Pain Is Beauty
Chelsea Wolfe
On le sait, les frontières entre les genres sont depuis une quinzaine d’années de plus en plus poreuses. Ce qui était encore impensable dans les 90's est tout à fait envisageable aujourd’hui. Quand j’étais au lycée, il était par exemple inconcevable de fréquenter les chevelus en T-shirt Metallica ou Slayer, avec leur panoplie Donjons et Dragons et leurs cartes Magic. Ca sentait trop les soirées poésie dans les cimetières et la masturbation à la chaussette devant le film du dimanche soir sur M6. La lose quoi. Ouais, nous on arborait fièrement nos T-shirt Sonic Youth ou Pavement en découvrant David Lynch et le cinéma asiatique, et on était sûrs que si la déesse du bon goût se décidait à descendre sur terre (sous les traits de Wynona Rider of course) c’est nous qu’elle choisirait. Et puis le nu-metal est passé par là, et tout le monde s’est mis à écouter Korn et les Deftones. Et petit à petit on a tiré sur le fil en cachette et on a finalement constaté (non sans éprouver le plaisir coupable de l’action contre nature) que Ride The Lightning c’était un putain d’album, tout comme Reign In Blood.
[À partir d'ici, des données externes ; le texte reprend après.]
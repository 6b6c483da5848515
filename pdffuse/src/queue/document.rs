//! Queued documents and their display keys.

use serde::Serialize;
use std::fmt;

use crate::source::SourceFile;

/// Stable key for a queued document.
///
/// Built from the file name, its last-modified time and the ordinal at which
/// it entered the queue. Keys only identify list rows; two uploads of the
/// same file are still two documents.
#[derive(Debug, Clone, PartialEq, Eq, Hash, Serialize)]
pub struct DocumentKey {
    name: String,
    last_modified: u64,
    ordinal: u64,
}

impl DocumentKey {
    pub(crate) fn new(file: &SourceFile, ordinal: u64) -> Self {
        Self {
            name: file.name().to_string(),
            last_modified: file.last_modified_millis(),
            ordinal,
        }
    }

    /// Ordinal assigned at insertion.
    pub fn ordinal(&self) -> u64 {
        self.ordinal
    }
}

impl fmt::Display for DocumentKey {
    fn fmt(&self, f: &mut fmt::Formatter<'_>) -> fmt::Result {
        write!(f, "{}-{}-{}", self.name, self.last_modified, self.ordinal)
    }
}

/// A document waiting in the queue.
#[derive(Debug, Clone)]
pub struct QueuedDocument {
    key: DocumentKey,
    file: SourceFile,
}

impl QueuedDocument {
    pub(crate) fn new(file: SourceFile, ordinal: u64) -> Self {
        Self {
            key: DocumentKey::new(&file, ordinal),
            file,
        }
    }

    /// Display key.
    pub fn key(&self) -> &DocumentKey {
        &self.key
    }

    /// Underlying file handle.
    pub fn file(&self) -> &SourceFile {
        &self.file
    }

    /// File name.
    pub fn name(&self) -> &str {
        self.file.name()
    }

    /// Size in bytes.
    pub fn size(&self) -> u64 {
        self.file.size()
    }
}
use clap::CommandFactory;

#[path = "src/cli.rs"]
#[allow(dead_code)]
mod cli;

fn main() -> std::io::Result<()> {
    println!("cargo:rerun-if-changed=src/cli.rs");

    let out_dir =
        std::path::PathBuf::from(std::env::var_os("OUT_DIR").ok_or(std::io::ErrorKind::NotFound)?);
    let cmd = cli::Cli::command();

    let man = clap_mangen::Man::new(cmd);
    let mut buffer: Vec<u8> = Default::default();
    man.render(&mut buffer)?;

    std::fs::write(out_dir.join("pdffuse.1"), buffer)?;
    Ok(())
}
Chelsea Wolfe est la parfaite incarnation de ce mélange de genres aujourd’hui si évident, et autrefois presque inconcevable. Un sacré bout de bonne femme soit dit en passant cette Chelsea. Voilà quelqu’un qui arrive aussi bien à piocher dans le black le plus pur que dans l’indus ou le folk en chemise de flanelle, jonglant avec les genres et les codes avec une aisance et une facilité déconcertantes, quand elle ne mélange tout simplement pas le tout au sein d’un même morceau. On aura ainsi été bluffé par le magnifique Unknown Rooms l’an dernier, qui la voit plonger la tête la première dans un mode intimiste qui renverrait toutes les apprenties folkeuses au timbre geignard à leur bibliothèque rose. Un titre comme « Flatlands » est à cet égard ce que l’on peut d’ores et déjà qualifier de classique, le type de morceau que l’on aurait très bien vu dans la bouche de feu Johnny Cash.
Et nous voilà à peine remis de Unknown Rooms que la mystérieuse brune au physique par moments sorti d'un épisode de Mad Men nous revient avec ce que l’appelle assez communément l'album de la maturité. Pain Is Beauty réussit là où le Conatus de Zola Jesus a échoué. L’image rugbystique de la transformation est éculée mais c’est pourtant celle qui convient le mieux. Alors qu’on attendait monts et merveilles de Zola Jesus après les très prometteurs The Spoils et Stridulum II, Conatus nous a montré une artiste à bout de souffle incapable de se renouveler et empêtrée dans un maniérisme devenu irritant. Chelsea Wolfe n’a pas fait la même erreur et aura su à travers une discographie guère plus étoffée montrer une palette bien plus étendue et surtout une présence vocale juste, intense et jamais dans la caricature ou l’auto-complaisance.
Pensé et construit comme un album au sens noble du terme, Pain Is Beauty montre une face plus sombre que son prédécesseur, du moins musicalement. Les ambiances sont lourdes sans être pesantes et le mariage entre textures indus et instruments plus classiques fonctionne à merveille, la voix faisant office de parfait liant. Il y a également un grand sens de l’espace et de la respiration sonore, quelque chose que l’on ne trouve plus non plus chez Zola Jesus. On pense parfois pour cette approche à Soap & Skin. Et puis vocalement, là où Zola Jesus est comme ces Ferrari capables de faire un barouf monstre même à trente à l’heure, Chelsea préfère rouler en Jaguar, moins tape-à-l’œil mais nettement plus classe. Oui, classe.